- [Task description] Repeat the lines below exactly as written, please, from the line with "calendar for the" to the line with "Result of normalizing", both lines included, and no others.

Dataset entries
━━━━━━━━
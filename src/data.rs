use std::fmt;

use anyhow::{Context, Result, anyhow};
use chrono::NaiveDate;
use serde::{Deserialize, Serialize};

use crate::fields::ColumnType;

/// Spreadsheet and dataframe exports leave these behind in empty cells.
const NULL_ARTIFACTS: &[&str] = &["none", "nan", "null", "nat", "<na>"];

#[derive(Debug, Clone, Serialize, Deserialize, PartialEq)]
pub enum Value {
    String(String),
    Integer(i64),
    Float(f64),
    Date(NaiveDate),
}

impl Value {
    pub fn as_display(&self) -> String {
        match self {
            Value::String(s) => s.clone(),
            Value::Integer(i) => i.to_string(),
            Value::Float(f) => {
                if f.fract() == 0.0 && f.abs() < 1e15 {
                    format!("{f:.0}")
                } else {
                    f.to_string()
                }
            }
            Value::Date(d) => d.format("%Y-%m-%d").to_string(),
        }
    }
}

impl fmt::Display for Value {
    fn fmt(&self, f: &mut fmt::Formatter<'_>) -> fmt::Result {
        write!(f, "{}", self.as_display())
    }
}

/// Outcome of coercing one raw cell. Parse failures are data, not errors.
#[derive(Debug, Clone, PartialEq)]
pub enum Coerced<T> {
    Parsed(T),
    /// Empty cell or a null artifact such as `nan`.
    Missing,
    Unparseable(String),
}

impl<T> Coerced<T> {
    pub fn value(self) -> Option<T> {
        match self {
            Coerced::Parsed(value) => Some(value),
            Coerced::Missing | Coerced::Unparseable(_) => None,
        }
    }

    pub fn is_parsed(&self) -> bool {
        matches!(self, Coerced::Parsed(_))
    }
}

pub fn is_null_artifact(raw: &str) -> bool {
    let trimmed = raw.trim();
    trimmed.is_empty()
        || NULL_ARTIFACTS
            .iter()
            .any(|artifact| trimmed.eq_ignore_ascii_case(artifact))
}

fn present(raw: Option<&str>) -> Option<&str> {
    raw.filter(|value| !is_null_artifact(value)).map(str::trim)
}

pub fn coerce_string(raw: Option<&str>) -> Option<String> {
    raw.filter(|value| !is_null_artifact(value))
        .map(str::to_string)
}

/// Accepts plain integers and integral floats such as `105.0`, which is how
/// dataframe tools write an integer column that once held a gap.
pub fn coerce_integer(raw: Option<&str>) -> Coerced<i64> {
    let Some(value) = present(raw) else {
        return Coerced::Missing;
    };
    if let Ok(parsed) = value.parse::<i64>() {
        return Coerced::Parsed(parsed);
    }
    match value.parse::<f64>() {
        Ok(parsed)
            if parsed.is_finite()
                && parsed.fract() == 0.0
                && parsed >= i64::MIN as f64
                && parsed < i64::MAX as f64 =>
        {
            Coerced::Parsed(parsed as i64)
        }
        _ => Coerced::Unparseable(value.to_string()),
    }
}

pub fn coerce_float(raw: Option<&str>) -> Coerced<f64> {
    let Some(value) = present(raw) else {
        return Coerced::Missing;
    };
    match value.replace(',', "").parse::<f64>() {
        Ok(parsed) if parsed.is_finite() => Coerced::Parsed(parsed),
        _ => Coerced::Unparseable(value.to_string()),
    }
}

pub fn parse_iso_date(value: &str) -> Result<NaiveDate> {
    NaiveDate::parse_from_str(value.trim(), "%Y-%m-%d")
        .with_context(|| format!("Failed to parse '{value}' as YYYY-MM-DD date"))
}

/// Strict parsing for cells read back from a stored table, where every value
/// was written by this crate and a failure means the table is damaged.
pub fn parse_typed_value(value: &str, ty: ColumnType) -> Result<Option<Value>> {
    if value.is_empty() {
        return Ok(None);
    }
    let parsed = match ty {
        ColumnType::String => Value::String(value.to_string()),
        ColumnType::Integer => {
            let parsed: i64 = value
                .parse()
                .with_context(|| format!("Failed to parse '{value}' as integer"))?;
            Value::Integer(parsed)
        }
        ColumnType::Float => {
            let parsed: f64 = value
                .parse()
                .with_context(|| format!("Failed to parse '{value}' as float"))?;
            if !parsed.is_finite() {
                return Err(anyhow!("Float value '{value}' is not finite"));
            }
            Value::Float(parsed)
        }
        ColumnType::Date => Value::Date(parse_iso_date(value)?),
    };
    Ok(Some(parsed))
}
//! Calendar handling for the `CreatDate` column.
//!
//! Service exports stamp the creation date either in the Jalali (Persian
//! solar hijri) calendar, recognizable by a `14xx` year, or in the Gregorian
//! calendar with a `20xx` year. Either form may carry a trailing time of day
//! and may use `/` or `-` between its parts. [`normalize_creat_date`] reduces
//! every variant to a Gregorian [`NaiveDate`] and reports which path it took.
//!
//! The Jalali conversion uses the 33-year break table of the proleptic
//! arithmetic calendar, which matches the astronomical calendar for the
//! years exports actually contain.

use std::sync::OnceLock;

use chrono::{Days, NaiveDate};
use regex::Regex;

const JALALI_BREAKS: [i64; 20] = [
    -61, 9, 38, 199, 426, 686, 756, 818, 1111, 1181, 1210, 1635, 2060, 2097, 2192, 2262, 2324,
    2394, 2456, 3178,
];

#[derive(Debug, Clone, Copy, PartialEq, Eq)]
pub enum Calendar {
    Jalali,
    Gregorian,
}

/// Result of normalizing one raw `CreatDate` cell.
#[derive(Debug, Clone, PartialEq, Eq)]
pub enum DateOutcome {
    Converted { date: NaiveDate, source: Calendar },
    /// The year prefix is neither `14` nor `20`.
    Unrecognized(String),
    /// The prefix was recognized but the token is not a valid `y/m/d` date.
    Invalid(String),
}

impl DateOutcome {
    pub fn date(&self) -> Option<NaiveDate> {
        match self {
            DateOutcome::Converted { date, .. } => Some(*date),
            DateOutcome::Unrecognized(_) | DateOutcome::Invalid(_) => None,
        }
    }

    pub fn is_converted(&self) -> bool {
        matches!(self, DateOutcome::Converted { .. })
    }
}

fn date_token_pattern() -> &'static Regex {
    static PATTERN: OnceLock<Regex> = OnceLock::new();
    PATTERN.get_or_init(|| {
        Regex::new(r"^(\d{4})[/-](\d{1,2})[/-](\d{1,2})$").expect("date token pattern compiles")
    })
}

pub fn normalize_creat_date(raw: &str) -> DateOutcome {
    let token = raw.split_whitespace().next().unwrap_or_default();
    let calendar = if token.starts_with("14") {
        Calendar::Jalali
    } else if token.starts_with("20") {
        Calendar::Gregorian
    } else {
        return DateOutcome::Unrecognized(raw.to_string());
    };

    let Some((year, month, day)) = split_date_token(token) else {
        return DateOutcome::Invalid(raw.to_string());
    };
    let converted = match calendar {
        Calendar::Jalali => jalali_to_gregorian(year, month, day),
        Calendar::Gregorian => NaiveDate::from_ymd_opt(year, month, day),
    };
    match converted {
        Some(date) => DateOutcome::Converted {
            date,
            source: calendar,
        },
        None => DateOutcome::Invalid(raw.to_string()),
    }
}

fn split_date_token(token: &str) -> Option<(i32, u32, u32)> {
    let captures = date_token_pattern().captures(token)?;
    let year = captures.get(1)?.as_str().parse().ok()?;
    let month = captures.get(2)?.as_str().parse().ok()?;
    let day = captures.get(3)?.as_str().parse().ok()?;
    Some((year, month, day))
}

struct JalaliYear {
    /// Zero for leap years.
    leap: i64,
    gregorian_year: i64,
    /// Day of March on which Farvardin 1 falls.
    march_day: i64,
}

fn jalali_year(jy: i64) -> Option<JalaliYear> {
    let first = JALALI_BREAKS[0];
    let last = JALALI_BREAKS[JALALI_BREAKS.len() - 1];
    if jy < first || jy >= last {
        return None;
    }

    let gregorian_year = jy + 621;
    let mut leap_j = -14;
    let mut previous = first;
    let mut jump = 0;
    for &brk in &JALALI_BREAKS[1..] {
        jump = brk - previous;
        if jy < brk {
            break;
        }
        leap_j += jump / 33 * 8 + (jump % 33) / 4;
        previous = brk;
    }

    let mut n = jy - previous;
    leap_j += n / 33 * 8 + (n % 33 + 3) / 4;
    if jump % 33 == 4 && jump - n == 4 {
        leap_j += 1;
    }
    let leap_g = gregorian_year / 4 - (gregorian_year / 100 + 1) * 3 / 4 - 150;
    let march_day = 20 + leap_j - leap_g;

    if jump - n < 6 {
        n = n - jump + (jump + 4) / 33 * 33;
    }
    let mut leap = ((n + 1) % 33 - 1) % 4;
    if leap == -1 {
        leap = 4;
    }

    Some(JalaliYear {
        leap,
        gregorian_year,
        march_day,
    })
}

pub fn is_jalali_leap_year(year: i32) -> Option<bool> {
    jalali_year(i64::from(year)).map(|info| info.leap == 0)
}

pub fn jalali_month_length(year: i32, month: u32) -> Option<u32> {
    match month {
        1..=6 => Some(31),
        7..=11 => Some(30),
        12 => is_jalali_leap_year(year).map(|leap| if leap { 30 } else { 29 }),
        _ => None,
    }
}

pub fn jalali_to_gregorian(year: i32, month: u32, day: u32) -> Option<NaiveDate> {
    let length = jalali_month_length(year, month)?;
    if day == 0 || day > length {
        return None;
    }
    let info = jalali_year(i64::from(year))?;
    let nowruz = NaiveDate::from_ymd_opt(
        i32::try_from(info.gregorian_year).ok()?,
        3,
        u32::try_from(info.march_day).ok()?,
    )?;
    let month = i64::from(month);
    let offset = (month - 1) * 31 - (month / 7) * (month - 7) + i64::from(day) - 1;
    nowruz.checked_add_days(Days::new(u64::try_from(offset).ok()?))
}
━━━━━━━━
- [Written solution]
//! arithmetic calendar, which matches the astronomical calendar for the
//! years exports actually contain.

use std::sync::OnceLock;

use chrono::{Days, NaiveDate};
use regex::Regex;

const JALALI_BREAKS: [i64; 20] = [
    -61, 9, 38, 199, 426, 686, 756, 818, 1111, 1181, 1210, 1635, 2060, 2097, 2192, 2262, 2324,
    2394, 2456, 3178,
];

#[derive(Debug, Clone, Copy, PartialEq, Eq)]
pub enum Calendar {
    Jalali,
    Gregorian,
}

/// Result of normalizing one raw `CreatDate` cell.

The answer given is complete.